In an effort to broaden support for enterprise grid computing, the Enterprise Grid Alliance [EGA] has released...
a paper focusing on risks, threats, security requirements and safer collaboration for the unique environment.
"From our collaborative research over the last year, the EGA determined that enterprise grid environments are better positioned to satisfy a company's security and compliance objectives compared to traditional models of computing [based on] availability and centralized security management," said Lee Cooper, chairman of the Enterprise Grid Alliance Grid Security working group. "By moving away from a 'silo-ed' security management model, enterprise grids allow organizations to more easily manage security configurations and respond rapidly to security events."

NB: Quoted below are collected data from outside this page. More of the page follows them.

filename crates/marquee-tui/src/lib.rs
//! Full-screen TUI for Marquee.

pub mod common;
pub mod effects;
pub mod events;
pub mod features;
pub mod overlays;
pub mod render;
pub mod runtime;
pub mod state;
pub mod terminal;
pub mod update;

use std::io::{IsTerminal, Write, stderr, stdout};

use anyhow::Result;
use marquee_core::config::Config;
use marquee_core::services::Services;
use marquee_core::store::FileStore;
use marquee_core::toast::ToastCenter;
pub use runtime::TuiRuntime;

/// Runs the interactive app until the user quits. Must be called from
/// inside a multi-threaded Tokio runtime.
///
/// # Errors
/// Returns an error if there is no terminal, the services are not
/// configured, or the terminal fails mid-session.
pub fn run_tui(config: &Config) -> Result<()> {
    if !stdout().is_terminal() {
        anyhow::bail!(
            "The interactive app requires a terminal.\n\
             Use `marquee movies popular` or `marquee watchlist list` for plain output."
        );
    }

    let services = Services::from_config(config)?;
    let toasts = ToastCenter::from_config(&config.toasts);
    let mut runtime = TuiRuntime::new(
        services,
        FileStore::open_default(),
        toasts,
        config.auth.min_password_len,
    )?;
    runtime.run()?;
    drop(runtime);

    writeln!(stderr(), "Goodbye!")?;
    Ok(())
}
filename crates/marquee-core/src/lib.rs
//! Core Marquee library (config, services, notifications, remembered login).

pub mod config;
pub mod error;
pub mod logging;
pub mod recall;
pub mod services;
pub mod store;
pub mod toast;
pub mod validate;

pub use marquee_types as types;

"Grid computing puts enterprises in a better position to automate many of the internal controls required by regulatory compliance," added Cooper, who is also director of the security management program at Oracle Corp. "This appears true during initial deployment, as well as throughout the lifetime of the grid.

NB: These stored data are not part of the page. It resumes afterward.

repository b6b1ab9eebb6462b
//! Auth feature reducer.
//!
//! Applies sign-in, sign-up, recall, and sign-out results to the session,
//! the login/sign-up overlays, and the watchlist.

use marquee_core::recall::RecallOutcome;
use marquee_core::services::SignUpOutcome;
use marquee_core::toast::ToastOptions;
use marquee_core::types::Session;
use tracing::debug;

use super::watchlist;
use crate::effects::UiEffect;
use crate::events::AuthUiEvent;
use crate::overlays::{LoginState, Overlay};
use crate::state::{TuiState, View};

/// Enters the signed-in state: the form closes and the watchlist loads.
fn on_session(tui: &mut TuiState, overlay: &mut Option<Overlay>, session: Session) -> Vec<UiEffect> {
    if matches!(overlay, Some(Overlay::Login(_) | Overlay::SignUp(_))) {
        *overlay = None;
    }
    tui.session = Some(session);
    tui.view = View::Watchlist;
    tui.watchlist.clear();
    watchlist::reload(tui)
}

fn greeting(session: &Session) -> String {
    session.user.display_name().to_string()
}

/// Effect signing the current user out.
pub fn sign_out(tui: &TuiState) -> UiEffect {
    UiEffect::SignOut {
        task: None,
        session: tui.session.clone(),
    }
}

pub fn handle_event(
    tui: &mut TuiState,
    overlay: &mut Option<Overlay>,
    event: AuthUiEvent,
) -> Vec<UiEffect> {
    match event {
        AuthUiEvent::Recalled(outcome) => {
            debug!(state = ?outcome.state(), "recall settled");
            match outcome {
                RecallOutcome::Authenticated(session) => {
                    let message = format!("Welcome back, {}", greeting(&session));
                    let mut effects = on_session(tui, overlay, session);
                    effects.push(UiEffect::toast(message, ToastOptions::info()));
                    effects
                }
                // Background convenience: nothing to report, the form stays up.
                RecallOutcome::NoStoredCredential | RecallOutcome::AutoSignInFailed => vec![],
            }
        }
        AuthUiEvent::SignedIn(Ok(session)) => {
            let message = format!("Signed in as {}", greeting(&session));
            let mut effects = on_session(tui, overlay, session);
            effects.push(UiEffect::toast(message, ToastOptions::success()));
            effects
        }
        AuthUiEvent::SignedIn(Err(err)) => {
            match overlay {
                Some(Overlay::Login(login)) => login.on_failed(err.message),
                // The form was closed while the request ran.
                _ => {
                    return vec![UiEffect::toast(
                        format!("Sign in failed: {err}"),
                        ToastOptions::error(),
                    )];
                }
            }
            vec![]
        }
        AuthUiEvent::SignedUp { email, result } => match result {
            Ok(SignUpOutcome::SignedIn(session)) => {
                let mut effects = on_session(tui, overlay, session);
                effects.push(UiEffect::toast(
                    "Account created. Welcome to Marquee!",
                    ToastOptions::success(),
                ));
                effects
            }
            Ok(SignUpOutcome::ConfirmationRequired { .. }) => {
                *overlay = Some(Overlay::Login(LoginState::open(Some(email.clone()))));
                vec![UiEffect::toast(
                    format!("Check {email} to confirm your account, then sign in"),
                    ToastOptions::info().sticky(),
                )]
            }
            Err(err) => match overlay {
                Some(Overlay::SignUp(signup)) => {
                    signup.on_failed(err.message);
                    vec![]
                }
                _ => vec![UiEffect::toast(
                    format!("Sign up failed: {err}"),
                    ToastOptions::error(),
                )],
            },
        },
        AuthUiEvent::SignedOut(result) => {
            // The local session ends whether or not the server call worked.
            tui.session = None;
            tui.detail = None;
            tui.watchlist.clear();
            *overlay = Some(Overlay::Login(LoginState::open(None)));
            match result {
                Ok(()) => vec![UiEffect::toast("Signed out", ToastOptions::info())],
                Err(err) => vec![UiEffect::toast(
                    format!("Signed out locally ({err})"),
                    ToastOptions::info(),
                )],
            }
        }
    }
}

#[cfg(test)]
mod tests {
    use marquee_core::error::{ServiceError, ServiceErrorKind};
    use marquee_core::types::{User, UserMetadata};

    use super::*;

    fn session() -> Session {
        Session {
            access_token: "at".to_string(),
            refresh_token: "rt".to_string(),
            expires_at: None,
            user: User {
                id: "u-1".to_string(),
                email: Some("a@b.com".to_string()),
                user_metadata: UserMetadata::default(),
            },
        }
    }

    #[test]
    fn test_recalled_session_closes_login_and_loads_watchlist() {
        let mut tui = TuiState::new(6);
        tui.view = View::Movies;
        let mut overlay = Some(Overlay::Login(LoginState::open(None)));

        let effects = handle_event(
            &mut tui,
            &mut overlay,
            AuthUiEvent::Recalled(RecallOutcome::Authenticated(session())),
        );

        assert!(overlay.is_none());
        assert!(tui.is_signed_in());
        assert_eq!(tui.view, View::Watchlist);
        assert!(matches!(effects[0], UiEffect::LoadWatchlist { .. }));
    }

    #[test]
    fn test_failed_recall_is_silent() {
        let mut tui = TuiState::new(6);
        let mut overlay = Some(Overlay::Login(LoginState::open(None)));

        let effects = handle_event(
            &mut tui,
            &mut overlay,
            AuthUiEvent::Recalled(RecallOutcome::AutoSignInFailed),
        );

        assert!(effects.is_empty());
        assert!(matches!(overlay, Some(Overlay::Login(_))));
        assert!(!tui.is_signed_in());
    }

    #[test]
    fn test_rejected_sign_in_shows_inline_error() {
        let mut tui = TuiState::new(6);
        let mut login = LoginState::open(Some("a@b.com".to_string()));
        login.submitting = true;
        let mut overlay = Some(Overlay::Login(login));

        let effects = handle_event(
            &mut tui,
            &mut overlay,
            AuthUiEvent::SignedIn(Err(ServiceError::new(
                ServiceErrorKind::Auth,
                "Invalid login credentials",
            ))),
        );

        assert!(effects.is_empty());
        match overlay {
            Some(Overlay::Login(login)) => {
                assert!(!login.submitting);
                assert_eq!(login.error.as_deref(), Some("Invalid login credentials"));
            }
            other => panic!("unexpected overlay: {other:?}"),
        }
    }

    #[test]
    fn test_confirmation_required_prefills_login() {
        let mut tui = TuiState::new(6);
        let mut overlay = None;

        let effects = handle_event(
            &mut tui,
            &mut overlay,
            AuthUiEvent::SignedUp {
                email: "new@b.com".to_string(),
                result: Ok(SignUpOutcome::ConfirmationRequired {
                    email: "new@b.com".to_string(),
                }),
            },
        );

        assert!(matches!(
            &overlay,
            Some(Overlay::Login(login)) if login.email.value() == "new@b.com"
        ));
        assert_eq!(effects.len(), 1);
    }

    #[test]
    fn test_sign_out_clears_session_even_on_error() {
        let mut tui = TuiState::new(6);
        tui.session = Some(session());
        let mut overlay = None;

        handle_event(
            &mut tui,
            &mut overlay,
            AuthUiEvent::SignedOut(Err(ServiceError::new(
                ServiceErrorKind::Network,
                "Network error: refused",
            ))),
        );

        assert!(!tui.is_signed_in());
        assert!(matches!(overlay, Some(Overlay::Login(_))));
    }
}
//! Text utilities for TUI rendering.

use unicode_width::{UnicodeWidthChar, UnicodeWidthStr};

/// Truncates a string with ellipsis if it exceeds `max_width` columns.
pub fn truncate_with_ellipsis(text: &str, max_width: usize) -> String {
    if text.width() <= max_width {
        return text.to_string();
    }
    if max_width <= 1 {
        return "…".to_string();
    }
    let mut truncated = String::new();
    let mut width = 0;
    for ch in text.chars() {
        let ch_width = ch.width().unwrap_or(0);
        if width + ch_width + 1 > max_width {
            break;
        }
        width += ch_width;
        truncated.push(ch);
    }
    truncated.push('…');
    truncated
}

/// Word-wraps `text` to `max_width` columns. Words wider than a line are
/// hard-split.
pub fn wrap(text: &str, max_width: usize) -> Vec<String> {
    let max_width = max_width.max(1);
    let mut lines = Vec::new();
    let mut current = String::new();

    for word in text.split_whitespace() {
        let sep = usize::from(!current.is_empty());
        if current.width() + sep + word.width() <= max_width {
            if sep == 1 {
                current.push(' ');
            }
            current.push_str(word);
            continue;
        }
        if !current.is_empty() {
            lines.push(std::mem::take(&mut current));
        }
        if word.width() <= max_width {
            current.push_str(word);
            continue;
        }
        for ch in word.chars() {
            if !current.is_empty() && current.width() + ch.width().unwrap_or(0) > max_width {
                lines.push(std::mem::take(&mut current));
            }
            current.push(ch);
        }
    }
    if !current.is_empty() {
        lines.push(current);
    }
    lines
}

/// Masks a secret for display.
pub fn mask(text: &str) -> String {
    "•".repeat(text.chars().count())
}

#[cfg(test)]
mod tests {
    use super::*;

    #[test]
    fn test_truncate_with_ellipsis() {
        assert_eq!(truncate_with_ellipsis("hello", 10), "hello");
        assert_eq!(truncate_with_ellipsis("hello world", 6), "hello…");
        assert_eq!(truncate_with_ellipsis("hello", 1), "…");
    }

    #[test]
    fn test_wrap_breaks_on_words() {
        assert_eq!(
            wrap("Added \"Inception\" to your watchlist", 20),
            vec!["Added \"Inception\" to", "your watchlist"]
        );
        assert_eq!(wrap("abcdef", 4), vec!["abcd", "ef"]);
        assert!(wrap("   ", 10).is_empty());
    }

    #[test]
    fn test_mask() {
        assert_eq!(mask("abc"), "•••");
    }
}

Formed one year ago by Oracle Corp., Hewlett-Packard Co., Sun Microsystems Inc., and Cisco Systems Inc., among other industry leaders, the EGA is a consortium focused on developing and promoting enterprise grids, which share computer power and data storage capacity.

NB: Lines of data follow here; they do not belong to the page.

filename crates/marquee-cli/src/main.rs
mod cli;

fn main() {
    if let Err(e) = cli::run() {
        eprintln!("{e:#}"); // pretty anyhow chain
        std::process::exit(1);
    }
}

Because multiple applications can access a single resource, grid computing can magnify security issues. Risks of potential denial-of-service and access control attacks should be weighed against advantages such as enhanced performance and scaling.
The document provides a basis for collaboration among organizations to help eliminate redundant standards development activities and more quickly eliminate barriers to adoption, said EGA. Future versions will describe how these requirements can be satisfied using new and existing technologies, processes and recommended practices.
A concept the EGA labeled "critical" is Grid Management Entity, which it says will aid organizations with security configurations, segregation of duties, and the provisioning of both identities and grid components.
The Grid Security Working Group will next focus on creating an issues and resolutions document that analyzes existing technology to satisfy security requirements and identify current gaps.